Law and Enforcement


Self-confessed triad member Mr Liu, 35, is arrested at his Ting Kok Road home last night: police seized millions of dollars of drugs, cash and luxury items

A self-professed triad who attacked AN Bus founder Franki Li during a traffic altercation has been arrested after police tracked him down and found millions of dollars of drugs and cash in the gangster’s Tai Po den.

Online video last week showed the man, Mr Liu, 35, berating and attacking minibus driver Li after an apparent traffic incident in Cheung Sha Wan on 6 January. In the video, Liu, who’d jumped out of a black Porsche SUV, claimed to be a triad and struck Li multiple times while passengers watched in horror.

Police earlier arrested the owner of the Porsche on suspicion of helping the triad to escape and this morning tracked Liu down to his village house on Ting Kok Road. On Liu’s person they found 101 grams of crack cocaine, while a search of his house revealed 1.6 kg of “derringer”-branded cocaine, worth about $1.7 million, a boxed $1 million Patek Philippe watch and $390,000 in cash, as well as “strategic items” including gas masks without valid import permits. The Porsche involved in the traffic altercation was also found at the house and seized.

Three others aged between 30 and 57 were also arrested in the house, including a local man and woman and a “non-Chinese” woman. All were suspected of drug trafficking and violation of the “Import and Export (Strategic Commodities) Regulations”.
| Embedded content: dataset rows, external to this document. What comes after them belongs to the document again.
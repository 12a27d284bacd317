#![allow(dead_code)]

use async_trait::async_trait;
use chrono::{DateTime, Utc};
use ledgerbank::application::Services;
use ledgerbank::application::context::Context;
use ledgerbank::domain::account::Account;
use ledgerbank::domain::currency::Currency;
use ledgerbank::domain::exchange_rate::ExchangeRate;
use ledgerbank::domain::money::{Balance, Rate};
use ledgerbank::domain::ports::{
    AccountRepository, ExchangeRateRepository, TransactionRepository, TransferRepository,
};
use ledgerbank::domain::transaction::TransactionEntry;
use ledgerbank::domain::transfer::Transfer;
use ledgerbank::error::{LedgerError, Result};
use ledgerbank::infrastructure::in_memory::InMemoryLedger;
use rust_decimal::Decimal;
use std::collections::HashMap;
use std::sync::atomic::{AtomicBool, AtomicUsize, Ordering};
use std::sync::{Arc, Mutex};
use std::time::Duration;
use uuid::Uuid;

/// Lets `skip` calls through, then fails the next `fail` calls.
#[derive(Debug, Clone, Copy)]
struct Fault {
    skip: usize,
    fail: usize,
}

impl Fault {
    fn trips(&mut self) -> bool {
        if self.skip > 0 {
            self.skip -= 1;
            false
        } else if self.fail > 0 {
            self.fail -= 1;
            true
        } else {
            false
        }
    }
}

fn injected(operation: &'static str) -> LedgerError {
    LedgerError::database(operation, "injected failure")
}

/// Account table with per-account update failures, an optional read delay
/// and an optional yield after every read.
#[derive(Clone, Default)]
pub struct FlakyAccounts {
    inner: ledgerbank::infrastructure::in_memory::InMemoryAccountStore,
    update_faults: Arc<Mutex<HashMap<Uuid, Fault>>>,
    read_delay: Arc<Mutex<Option<Duration>>>,
    yield_on_read: Arc<AtomicBool>,
}

impl FlakyAccounts {
    pub fn fail_updates(&self, id: Uuid, skip: usize, fail: usize) {
        self.update_faults
            .lock()
            .unwrap()
            .insert(id, Fault { skip, fail });
    }

    pub fn delay_reads(&self, delay: Duration) {
        *self.read_delay.lock().unwrap() = Some(delay);
    }

    pub fn yield_on_read(&self) {
        self.yield_on_read.store(true, Ordering::SeqCst);
    }
}

#[async_trait]
impl AccountRepository for FlakyAccounts {
    async fn create(&self, account: Account) -> Result<Account> {
        self.inner.create(account).await
    }

    async fn get(&self, id: Uuid) -> Result<Account> {
        let delay = *self.read_delay.lock().unwrap();
        if let Some(delay) = delay {
            tokio::time::sleep(delay).await;
        }
        let account = self.inner.get(id).await;
        if self.yield_on_read.load(Ordering::SeqCst) {
            tokio::task::yield_now().await;
        }
        account
    }

    async fn update(&self, account: Account, observed: DateTime<Utc>) -> Result<Option<Account>> {
        let trips = self
            .update_faults
            .lock()
            .unwrap()
            .get_mut(&account.id)
            .is_some_and(Fault::trips);
        if trips {
            return Err(injected("update bank account"));
        }
        self.inner.update(account, observed).await
    }
}

#[derive(Clone, Default)]
pub struct FlakyTransactions {
    inner: ledgerbank::infrastructure::in_memory::InMemoryTransactionStore,
    fail_creates: Arc<AtomicBool>,
}

impl FlakyTransactions {
    pub fn fail_creates(&self) {
        self.fail_creates.store(true, Ordering::SeqCst);
    }
}

#[async_trait]
impl TransactionRepository for FlakyTransactions {
    async fn create(&self, entry: TransactionEntry) -> Result<TransactionEntry> {
        if self.fail_creates.load(Ordering::SeqCst) {
            return Err(injected("create bank transaction"));
        }
        self.inner.create(entry).await
    }

    async fn list_by_account(&self, account_id: Uuid) -> Result<Vec<TransactionEntry>> {
        self.inner.list_by_account(account_id).await
    }
}

#[derive(Clone, Default)]
pub struct FlakyTransfers {
    inner: ledgerbank::infrastructure::in_memory::InMemoryTransferStore,
    fail_creates: Arc<AtomicBool>,
    fail_updates: Arc<AtomicBool>,
}

impl FlakyTransfers {
    pub fn fail_creates(&self) {
        self.fail_creates.store(true, Ordering::SeqCst);
    }

    pub fn fail_updates(&self) {
        self.fail_updates.store(true, Ordering::SeqCst);
    }
}

#[async_trait]
impl TransferRepository for FlakyTransfers {
    async fn create(&self, transfer: Transfer) -> Result<Transfer> {
        if self.fail_creates.load(Ordering::SeqCst) {
            return Err(injected("create bank transfer"));
        }
        self.inner.create(transfer).await
    }

    async fn get(&self, id: Uuid) -> Result<Transfer> {
        self.inner.get(id).await
    }

    async fn update(&self, transfer: Transfer, observed: DateTime<Utc>) -> Result<Option<Transfer>> {
        if self.fail_updates.load(Ordering::SeqCst) {
            return Err(injected("update bank transfer"));
        }
        self.inner.update(transfer, observed).await
    }
}

/// Rate table that counts lookups.
#[derive(Clone, Default)]
pub struct CountingRates {
    inner: ledgerbank::infrastructure::in_memory::InMemoryExchangeRateStore,
    lookups: Arc<AtomicUsize>,
}

impl CountingRates {
    pub fn lookups(&self) -> usize {
        self.lookups.load(Ordering::SeqCst)
    }
}

#[async_trait]
impl ExchangeRateRepository for CountingRates {
    async fn create(&self, rate: ExchangeRate) -> Result<ExchangeRate> {
        self.inner.create(rate).await
    }

    async fn get_by_currencies(&self, from: Currency, to: Currency) -> Result<ExchangeRate> {
        self.lookups.fetch_add(1, Ordering::SeqCst);
        self.inner.get_by_currencies(from, to).await
    }

    async fn get_all(&self) -> Result<Vec<ExchangeRate>> {
        self.inner.get_all().await
    }

    async fn update(&self, rate: ExchangeRate, observed: DateTime<Utc>) -> Result<Option<ExchangeRate>> {
        self.inner.update(rate, observed).await
    }
}

/// Services over fault-injecting tables, plus direct access to those tables.
pub struct TestBank {
    pub accounts: FlakyAccounts,
    pub transactions: FlakyTransactions,
    pub transfers: FlakyTransfers,
    pub rates: CountingRates,
    pub services: Services,
}

impl TestBank {
    pub fn new() -> Self {
        let accounts = FlakyAccounts::default();
        let transactions = FlakyTransactions::default();
        let transfers = FlakyTransfers::default();
        let rates = CountingRates::default();
        let services = Services::new(
            Arc::new(accounts.clone()),
            Arc::new(transactions.clone()),
            Arc::new(transfers.clone()),
            Arc::new(rates.clone()),
        );
        Self {
            accounts,
            transactions,
            transfers,
            rates,
            services,
        }
    }

    pub async fn open(&self, number: &str, currency: Currency, balance: Decimal) -> Account {
        self.services
            .accounts
            .open_account(&Context::default(), number, number, currency, Balance::new(balance))
            .await
            .unwrap()
    }

    pub async fn seed_rate(&self, from: Currency, to: Currency, rate: Decimal) {
        self.rates
            .create(ExchangeRate::new(from, to, Rate::new(rate), chrono::Duration::seconds(30)))
            .await
            .unwrap();
    }

    pub async fn balance(&self, id: Uuid) -> Decimal {
        self.accounts.inner.get(id).await.unwrap().balance.value()
    }

    /// Signed journal amounts for `id`, oldest first.
    pub async fn journal(&self, id: Uuid) -> Vec<Decimal> {
        self.transactions
            .list_by_account(id)
            .await
            .unwrap()
            .into_iter()
            .map(|entry| entry.amount)
            .collect()
    }
}

/// Services over plain in-memory tables.
pub fn in_memory_services() -> (InMemoryLedger, Services) {
    let ledger = InMemoryLedger::new();
    let services = Services::new(
        Arc::new(ledger.accounts.clone()),
        Arc::new(ledger.transactions.clone()),
        Arc::new(ledger.transfers.clone()),
        Arc::new(ledger.rates.clone()),
    );
    (ledger, services)
}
Founder of red minibus firm AN Bus, Franki Lee, stands in front of one of his trhee buses on a sunny day with palm trees in the background

Franki Li’s AN Bus set to challenge the corruption of Hong Kong’s “Flying cars of death” and offer a clean on-demand service to passengers

Franki Li’s minibus business, AN Bus, launched in late 2019, was considered a breath of fresh air for the festering red minibus business, operating with electronic payment and booking and with clean, well-maintained buses.

Li had said the flexibility of red minibuses, which operate without fixed route or fare, made them ideal for experimenting with “on demand” bus services.

But such flexibility has also made red minibuses a hotbed of triad corruption, with a reputation for smoky, dirty, poorly maintained vehicles and little government oversight earning them the nickname “Flying Cars of Death”.

In answer to questions whether the triad attack was some kind of warning to AN Bus, Li told Transit Jam the dispute with the triad was purely a “traffic matter”.

Triads ruling Ting Kok Road

The area around Liu’s house is well-known for criminal activities, yet police and authorities rarely make an appearance. Drugs are openly sold in the illegal car parks behind the main road while the local car public park is used as a regular staging area for illegal street racing. Gangsters in Liu’s village have removed cycle lane bollards to allow themselves illegal car access to their houses, driving on cycle tracks with impunity. But  authorities, including Transport Department, have been unwilling to challenge the dominance of the de facto community leaders.

Police last night stressed they do take triad activities seriously and that further arrests cannot be ruled out.

“The Police reiterated that cracking down on triad activities has always been one of the Commissioner’s top priorities. The Police will continue to conduct intelligence-led operations to crack down on relevant triad activities and their sources of income,” said a statement.